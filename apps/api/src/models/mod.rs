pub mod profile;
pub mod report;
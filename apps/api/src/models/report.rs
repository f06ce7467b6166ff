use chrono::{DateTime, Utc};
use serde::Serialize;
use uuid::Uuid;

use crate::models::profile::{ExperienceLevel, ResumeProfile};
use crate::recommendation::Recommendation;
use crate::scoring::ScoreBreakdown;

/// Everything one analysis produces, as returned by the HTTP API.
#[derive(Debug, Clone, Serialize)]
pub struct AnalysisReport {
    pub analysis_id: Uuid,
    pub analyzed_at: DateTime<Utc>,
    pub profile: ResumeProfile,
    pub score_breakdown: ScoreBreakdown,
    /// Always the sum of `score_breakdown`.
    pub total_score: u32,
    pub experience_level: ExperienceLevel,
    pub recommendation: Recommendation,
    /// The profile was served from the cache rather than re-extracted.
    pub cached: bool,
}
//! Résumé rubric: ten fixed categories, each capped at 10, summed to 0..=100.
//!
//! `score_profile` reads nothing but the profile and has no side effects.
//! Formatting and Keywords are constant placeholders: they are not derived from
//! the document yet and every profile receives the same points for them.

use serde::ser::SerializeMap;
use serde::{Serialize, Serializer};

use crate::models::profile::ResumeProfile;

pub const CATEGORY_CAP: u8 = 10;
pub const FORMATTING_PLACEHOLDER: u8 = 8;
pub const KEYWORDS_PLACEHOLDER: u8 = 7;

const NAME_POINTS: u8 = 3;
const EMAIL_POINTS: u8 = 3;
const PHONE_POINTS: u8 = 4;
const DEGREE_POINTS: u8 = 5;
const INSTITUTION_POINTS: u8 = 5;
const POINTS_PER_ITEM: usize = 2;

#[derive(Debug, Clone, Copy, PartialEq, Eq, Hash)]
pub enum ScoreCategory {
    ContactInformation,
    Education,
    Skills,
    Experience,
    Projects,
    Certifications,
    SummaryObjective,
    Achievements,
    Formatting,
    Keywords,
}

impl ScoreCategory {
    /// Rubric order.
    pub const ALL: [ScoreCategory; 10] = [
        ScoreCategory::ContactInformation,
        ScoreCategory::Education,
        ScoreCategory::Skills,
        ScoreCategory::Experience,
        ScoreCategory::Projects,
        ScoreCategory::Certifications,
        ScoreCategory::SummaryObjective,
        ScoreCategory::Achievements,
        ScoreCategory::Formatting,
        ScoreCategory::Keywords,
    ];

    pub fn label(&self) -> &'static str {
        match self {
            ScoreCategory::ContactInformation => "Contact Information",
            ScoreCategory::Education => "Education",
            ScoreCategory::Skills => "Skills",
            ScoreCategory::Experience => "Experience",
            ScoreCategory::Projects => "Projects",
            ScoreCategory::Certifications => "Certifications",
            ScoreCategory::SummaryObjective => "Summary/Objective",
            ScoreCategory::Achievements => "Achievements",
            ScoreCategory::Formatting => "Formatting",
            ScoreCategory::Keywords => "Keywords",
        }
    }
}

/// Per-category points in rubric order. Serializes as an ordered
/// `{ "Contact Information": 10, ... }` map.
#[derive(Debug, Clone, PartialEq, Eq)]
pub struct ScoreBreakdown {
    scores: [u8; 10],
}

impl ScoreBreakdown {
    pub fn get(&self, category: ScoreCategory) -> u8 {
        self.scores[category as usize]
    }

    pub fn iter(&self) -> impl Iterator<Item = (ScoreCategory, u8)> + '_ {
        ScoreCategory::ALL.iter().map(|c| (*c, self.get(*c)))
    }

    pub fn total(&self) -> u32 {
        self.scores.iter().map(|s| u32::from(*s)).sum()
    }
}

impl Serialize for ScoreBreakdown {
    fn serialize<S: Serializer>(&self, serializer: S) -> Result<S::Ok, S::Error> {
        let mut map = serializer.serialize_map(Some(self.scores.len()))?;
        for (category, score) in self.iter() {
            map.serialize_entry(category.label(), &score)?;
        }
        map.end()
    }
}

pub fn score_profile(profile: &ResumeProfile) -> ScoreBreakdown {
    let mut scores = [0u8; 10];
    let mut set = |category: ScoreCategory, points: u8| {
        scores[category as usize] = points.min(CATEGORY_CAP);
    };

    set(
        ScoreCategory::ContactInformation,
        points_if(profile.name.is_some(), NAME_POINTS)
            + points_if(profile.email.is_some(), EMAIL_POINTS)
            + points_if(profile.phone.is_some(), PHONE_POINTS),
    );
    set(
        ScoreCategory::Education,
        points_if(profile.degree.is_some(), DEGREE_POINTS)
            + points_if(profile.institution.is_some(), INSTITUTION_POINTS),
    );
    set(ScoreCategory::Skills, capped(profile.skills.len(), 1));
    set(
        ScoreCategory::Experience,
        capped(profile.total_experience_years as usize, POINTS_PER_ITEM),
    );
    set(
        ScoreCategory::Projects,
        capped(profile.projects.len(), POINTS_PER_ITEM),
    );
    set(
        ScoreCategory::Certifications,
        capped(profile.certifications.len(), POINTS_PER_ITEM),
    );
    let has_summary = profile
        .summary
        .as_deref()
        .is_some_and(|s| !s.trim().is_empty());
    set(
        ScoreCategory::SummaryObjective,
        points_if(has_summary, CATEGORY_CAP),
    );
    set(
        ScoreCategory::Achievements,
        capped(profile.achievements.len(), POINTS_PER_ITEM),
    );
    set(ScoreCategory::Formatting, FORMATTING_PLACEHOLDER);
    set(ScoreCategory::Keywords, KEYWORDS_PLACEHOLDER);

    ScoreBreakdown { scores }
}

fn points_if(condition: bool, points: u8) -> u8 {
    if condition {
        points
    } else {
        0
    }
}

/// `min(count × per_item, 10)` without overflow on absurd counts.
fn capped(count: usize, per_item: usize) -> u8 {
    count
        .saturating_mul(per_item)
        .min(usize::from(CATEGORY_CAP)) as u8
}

:::::

_To do_
Set down the material above in full, keeping each line exactly as it is.

_Reply to the exercise_
filename apps/api/src/models/mod.rs
pub mod profile;
pub mod report;
filename apps/api/src/models/report.rs
repository f06ce7467b6166ff
use chrono::{DateTime, Utc};
use serde::Serialize;
use uuid::Uuid;

use crate::models::profile::{ExperienceLevel, ResumeProfile};
use crate::recommendation::Recommendation;
use crate::scoring::ScoreBreakdown;

/// Everything one analysis produces, as returned by the HTTP API.
#[derive(Debug, Clone, Serialize)]
pub struct AnalysisReport {
    pub analysis_id: Uuid,
    pub analyzed_at: DateTime<Utc>,
    pub profile: ResumeProfile,
    pub score_breakdown: ScoreBreakdown,
    /// Always the sum of `score_breakdown`.
    pub total_score: u32,
    pub experience_level: ExperienceLevel,
    pub recommendation: Recommendation,
    /// The profile was served from the cache rather than re-extracted.
    pub cached: bool,
}
//! Résumé rubric: ten fixed categories, each capped at 10, summed to 0..=100.
//!
//! `score_profile` reads nothing but the profile and has no side effects.
//! Formatting and Keywords are constant placeholders: they are not derived from
//! the document yet and every profile receives the same points for them.

use serde::ser::SerializeMap;
use serde::{Serialize, Serializer};

use crate::models::profile::ResumeProfile;

pub const CATEGORY_CAP: u8 = 10;
pub const FORMATTING_PLACEHOLDER: u8 = 8;
pub const KEYWORDS_PLACEHOLDER: u8 = 7;

const NAME_POINTS: u8 = 3;
const EMAIL_POINTS: u8 = 3;
const PHONE_POINTS: u8 = 4;
const DEGREE_POINTS: u8 = 5;
const INSTITUTION_POINTS: u8 = 5;
const POINTS_PER_ITEM: usize = 2;

#[derive(Debug, Clone, Copy, PartialEq, Eq, Hash)]
pub enum ScoreCategory {
    ContactInformation,
    Education,
    Skills,
    Experience,
    Projects,
    Certifications,
    SummaryObjective,
    Achievements,
    Formatting,
    Keywords,
}

impl ScoreCategory {
    /// Rubric order.
    pub const ALL: [ScoreCategory; 10] = [
        ScoreCategory::ContactInformation,
        ScoreCategory::Education,
        ScoreCategory::Skills,
        ScoreCategory::Experience,
        ScoreCategory::Projects,
        ScoreCategory::Certifications,
        ScoreCategory::SummaryObjective,
        ScoreCategory::Achievements,
        ScoreCategory::Formatting,
        ScoreCategory::Keywords,
    ];

    pub fn label(&self) -> &'static str {
        match self {
            ScoreCategory::ContactInformation => "Contact Information",
            ScoreCategory::Education => "Education",
            ScoreCategory::Skills => "Skills",
            ScoreCategory::Experience => "Experience",
            ScoreCategory::Projects => "Projects",
            ScoreCategory::Certifications => "Certifications",
            ScoreCategory::SummaryObjective => "Summary/Objective",
            ScoreCategory::Achievements => "Achievements",
            ScoreCategory::Formatting => "Formatting",
            ScoreCategory::Keywords => "Keywords",
        }
    }
}

/// Per-category points in rubric order. Serializes as an ordered
/// `{ "Contact Information": 10, ... }` map.
#[derive(Debug, Clone, PartialEq, Eq)]
pub struct ScoreBreakdown {
    scores: [u8; 10],
}

impl ScoreBreakdown {
    pub fn get(&self, category: ScoreCategory) -> u8 {
        self.scores[category as usize]
    }

    pub fn iter(&self) -> impl Iterator<Item = (ScoreCategory, u8)> + '_ {
        ScoreCategory::ALL.iter().map(|c| (*c, self.get(*c)))
    }

    pub fn total(&self) -> u32 {
        self.scores.iter().map(|s| u32::from(*s)).sum()
    }
}

impl Serialize for ScoreBreakdown {
    fn serialize<S: Serializer>(&self, serializer: S) -> Result<S::Ok, S::Error> {
        let mut map = serializer.serialize_map(Some(self.scores.len()))?;
        for (category, score) in self.iter() {
            map.serialize_entry(category.label(), &score)?;
        }
        map.end()
    }
}

pub fn score_profile(profile: &ResumeProfile) -> ScoreBreakdown {
    let mut scores = [0u8; 10];
    let mut set = |category: ScoreCategory, points: u8| {
        scores[category as usize] = points.min(CATEGORY_CAP);
    };

    set(
        ScoreCategory::ContactInformation,
        points_if(profile.name.is_some(), NAME_POINTS)
            + points_if(profile.email.is_some(), EMAIL_POINTS)
            + points_if(profile.phone.is_some(), PHONE_POINTS),
    );
    set(
        ScoreCategory::Education,
        points_if(profile.degree.is_some(), DEGREE_POINTS)
            + points_if(profile.institution.is_some(), INSTITUTION_POINTS),
    );
    set(ScoreCategory::Skills, capped(profile.skills.len(), 1));
    set(
        ScoreCategory::Experience,
        capped(profile.total_experience_years as usize, POINTS_PER_ITEM),
    );
    set(
        ScoreCategory::Projects,
        capped(profile.projects.len(), POINTS_PER_ITEM),
    );
    set(
        ScoreCategory::Certifications,
        capped(profile.certifications.len(), POINTS_PER_ITEM),
    );
    let has_summary = profile
        .summary
        .as_deref()
        .is_some_and(|s| !s.trim().is_empty());
    set(
        ScoreCategory::SummaryObjective,
        points_if(has_summary, CATEGORY_CAP),
    );
    set(
        ScoreCategory::Achievements,
        capped(profile.achievements.len(), POINTS_PER_ITEM),
    );
    set(ScoreCategory::Formatting, FORMATTING_PLACEHOLDER);
    set(ScoreCategory::Keywords, KEYWORDS_PLACEHOLDER);

    ScoreBreakdown { scores }
}

fn points_if(condition: bool, points: u8) -> u8 {
    if condition {
        points
    } else {
        0
    }
}

/// `min(count × per_item, 10)` without overflow on absurd counts.
fn capped(count: usize, per_item: usize) -> u8 {
    count
        .saturating_mul(per_item)
        .min(usize::from(CATEGORY_CAP)) as u8
}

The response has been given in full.